Problem to solve:
The full listing, from first line to last, should be set down again exactly.

Supplied material:
━━━━━━━━━━━━━━━━━━━━━━━━━━━━━━

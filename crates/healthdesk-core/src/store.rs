//! SQLite storage for accounts, appointments, reports and saved prescriptions.

use rusqlite::Connection;
use std::path::Path;
use tracing::info;

use crate::error::DeskResult;

const SCHEMA: &str = "
CREATE TABLE IF NOT EXISTS users (
    username TEXT PRIMARY KEY,
    password TEXT NOT NULL
);

CREATE TABLE IF NOT EXISTS appointments (
    id INTEGER PRIMARY KEY AUTOINCREMENT,
    username TEXT,
    patient_name TEXT,
    age INTEGER,
    gender TEXT,
    phone TEXT,
    email TEXT,
    department TEXT,
    doctor TEXT,
    date TEXT,
    time TEXT,
    type TEXT,
    symptoms TEXT,
    emergency INTEGER,
    followup INTEGER,
    created_at TEXT
);

CREATE TABLE IF NOT EXISTS medical_reports (
    id INTEGER PRIMARY KEY AUTOINCREMENT,
    username TEXT,
    name TEXT,
    file_name TEXT,
    type TEXT,
    date TEXT,
    notes TEXT,
    uploaded_at TEXT
);

CREATE TABLE IF NOT EXISTS prescriptions (
    id INTEGER PRIMARY KEY AUTOINCREMENT,
    username TEXT,
    symptoms TEXT,
    suggestion TEXT,
    created_at TEXT
);
";

/// Format used for every `created_at` / `uploaded_at` column.
pub const TIMESTAMP_FORMAT: &str = "%Y-%m-%d %H:%M";

pub fn now_timestamp() -> String {
    chrono::Local::now().format(TIMESTAMP_FORMAT).to_string()
}

pub struct HealthDb {
    conn: Connection,
}

impl HealthDb {
    pub fn open(path: &Path) -> DeskResult<Self> {
        if let Some(parent) = path.parent() {
            std::fs::create_dir_all(parent)?;
        }
        let conn = Connection::open(path)?;
        info!("Opened database at {}", path.display());
        Self::init(conn)
    }

    pub fn open_in_memory() -> DeskResult<Self> {
        Self::init(Connection::open_in_memory()?)
    }

    fn init(conn: Connection) -> DeskResult<Self> {
        conn.execute_batch(SCHEMA)?;
        let db = Self { conn };
        db.migrate()?;
        Ok(db)
    }

    /// Older databases predate the appointment status column.
    fn migrate(&self) -> DeskResult<()> {
        if !self.has_column("appointments", "status")? {
            self.conn.execute(
                "ALTER TABLE appointments ADD COLUMN status TEXT DEFAULT 'Confirmed'",
                [],
            )?;
            info!("Added status column to appointments");
        }
        Ok(())
    }

    fn has_column(&self, table: &str, column: &str) -> DeskResult<bool> {
        let mut stmt = self.conn.prepare(&format!("PRAGMA table_info({})", table))?;
        let names = stmt
            .query_map([], |row| row.get::<_, String>(1))?
            .collect::<Result<Vec<_>, _>>()?;
        Ok(names.iter().any(|n| n == column))
    }

    pub fn conn(&self) -> &Connection {
        &self.conn
    }
}

#[cfg(test)]
mod tests {
    use super::*;

    #[test]
    fn test_schema_created() {
        let db = HealthDb::open_in_memory().unwrap();
        for table in ["users", "appointments", "medical_reports", "prescriptions"] {
            let count: i64 = db
                .conn()
                .query_row(
                    "SELECT COUNT(*) FROM sqlite_master WHERE type='table' AND name=?1",
                    [table],
                    |row| row.get(0),
                )
                .unwrap();
            assert_eq!(count, 1, "missing table {}", table);
        }
        assert!(db.has_column("appointments", "status").unwrap());
    }

    #[test]
    fn test_reopen_keeps_data_and_migrates_once() {
        let dir = tempfile::tempdir().unwrap();
        let path = dir.path().join("data").join("app_data.db");
        {
            let db = HealthDb::open(&path).unwrap();
            db.conn()
                .execute("INSERT INTO users (username, password) VALUES ('ana', 'x')", [])
                .unwrap();
        }
        let db = HealthDb::open(&path).unwrap();
        let count: i64 = db
            .conn()
            .query_row("SELECT COUNT(*) FROM users", [], |row| row.get(0))
            .unwrap();
        assert_eq!(count, 1);
    }

    #[test]
    fn test_legacy_appointments_table_gains_status() {
        let conn = Connection::open_in_memory().unwrap();
        conn.execute_batch(
            "CREATE TABLE appointments (id INTEGER PRIMARY KEY AUTOINCREMENT, username TEXT, created_at TEXT);
             INSERT INTO appointments (username, created_at) VALUES ('ana', '2024-01-01 10:00');",
        )
        .unwrap();
        let db = HealthDb::init(conn).unwrap();
        let status: String = db
            .conn()
            .query_row("SELECT COALESCE(status, 'Confirmed') FROM appointments", [], |row| row.get(0))
            .unwrap();
        assert_eq!(status, "Confirmed");
    }
}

━━━━━━━━━━━━━━━━━━━━━━━━━━━━━━

Result of this task:
filename crates/healthdesk-core/src/store.rs
//! SQLite storage for accounts, appointments, reports and saved prescriptions.

use rusqlite::Connection;
use std::path::Path;
use tracing::info;

use crate::error::DeskResult;

const SCHEMA: &str = "
CREATE TABLE IF NOT EXISTS users (
    username TEXT PRIMARY KEY,
    password TEXT NOT NULL
);

CREATE TABLE IF NOT EXISTS appointments (
    id INTEGER PRIMARY KEY AUTOINCREMENT,
    username TEXT,
    patient_name TEXT,
    age INTEGER,
    gender TEXT,
    phone TEXT,
    email TEXT,
    department TEXT,
    doctor TEXT,
    date TEXT,
    time TEXT,
    type TEXT,
    symptoms TEXT,
    emergency INTEGER,
    followup INTEGER,
    created_at TEXT
);

CREATE TABLE IF NOT EXISTS medical_reports (
    id INTEGER PRIMARY KEY AUTOINCREMENT,
    username TEXT,
    name TEXT,
    file_name TEXT,
    type TEXT,
    date TEXT,
    notes TEXT,
    uploaded_at TEXT
);

CREATE TABLE IF NOT EXISTS prescriptions (
    id INTEGER PRIMARY KEY AUTOINCREMENT,
    username TEXT,
    symptoms TEXT,
    suggestion TEXT,
    created_at TEXT
);
";

/// Format used for every `created_at` / `uploaded_at` column.
pub const TIMESTAMP_FORMAT: &str = "%Y-%m-%d %H:%M";

pub fn now_timestamp() -> String {
    chrono::Local::now().format(TIMESTAMP_FORMAT).to_string()
}

pub struct HealthDb {
    conn: Connection,
}

impl HealthDb {
    pub fn open(path: &Path) -> DeskResult<Self> {
        if let Some(parent) = path.parent() {
            std::fs::create_dir_all(parent)?;
        }
        let conn = Connection::open(path)?;
        info!("Opened database at {}", path.display());
        Self::init(conn)
    }

    pub fn open_in_memory() -> DeskResult<Self> {
        Self::init(Connection::open_in_memory()?)
    }

    fn init(conn: Connection) -> DeskResult<Self> {
        conn.execute_batch(SCHEMA)?;
        let db = Self { conn };
        db.migrate()?;
        Ok(db)
    }

    /// Older databases predate the appointment status column.
    fn migrate(&self) -> DeskResult<()> {
        if !self.has_column("appointments", "status")? {
            self.conn.execute(
                "ALTER TABLE appointments ADD COLUMN status TEXT DEFAULT 'Confirmed'",
                [],
            )?;
            info!("Added status column to appointments");
        }
        Ok(())
    }

    fn has_column(&self, table: &str, column: &str) -> DeskResult<bool> {
        let mut stmt = self.conn.prepare(&format!("PRAGMA table_info({})", table))?;
        let names = stmt
            .query_map([], |row| row.get::<_, String>(1))?
            .collect::<Result<Vec<_>, _>>()?;
        Ok(names.iter().any(|n| n == column))
    }

    pub fn conn(&self) -> &Connection {
        &self.conn
    }
}

#[cfg(test)]
mod tests {
    use super::*;

    #[test]
    fn test_schema_created() {
        let db = HealthDb::open_in_memory().unwrap();
        for table in ["users", "appointments", "medical_reports", "prescriptions"] {
            let count: i64 = db
                .conn()
                .query_row(
                    "SELECT COUNT(*) FROM sqlite_master WHERE type='table' AND name=?1",
                    [table],
                    |row| row.get(0),
                )
                .unwrap();
            assert_eq!(count, 1, "missing table {}", table);
        }
        assert!(db.has_column("appointments", "status").unwrap());
    }

    #[test]
    fn test_reopen_keeps_data_and_migrates_once() {
        let dir = tempfile::tempdir().unwrap();
        let path = dir.path().join("data").join("app_data.db");
        {
            let db = HealthDb::open(&path).unwrap();
            db.conn()
                .execute("INSERT INTO users (username, password) VALUES ('ana', 'x')", [])
                .unwrap();
        }
        let db = HealthDb::open(&path).unwrap();
        let count: i64 = db
            .conn()
            .query_row("SELECT COUNT(*) FROM users", [], |row| row.get(0))
            .unwrap();
        assert_eq!(count, 1);
    }

    #[test]
    fn test_legacy_appointments_table_gains_status() {
        let conn = Connection::open_in_memory().unwrap();
        conn.execute_batch(
            "CREATE TABLE appointments (id INTEGER PRIMARY KEY AUTOINCREMENT, username TEXT, created_at TEXT);
             INSERT INTO appointments (username, created_at) VALUES ('ana', '2024-01-01 10:00');",
        )
        .unwrap();
        let db = HealthDb::init(conn).unwrap();
        let status: String = db
            .conn()
            .query_row("SELECT COALESCE(status, 'Confirmed') FROM appointments", [], |row| row.get(0))
            .unwrap();
        assert_eq!(status, "Confirmed");
    }
}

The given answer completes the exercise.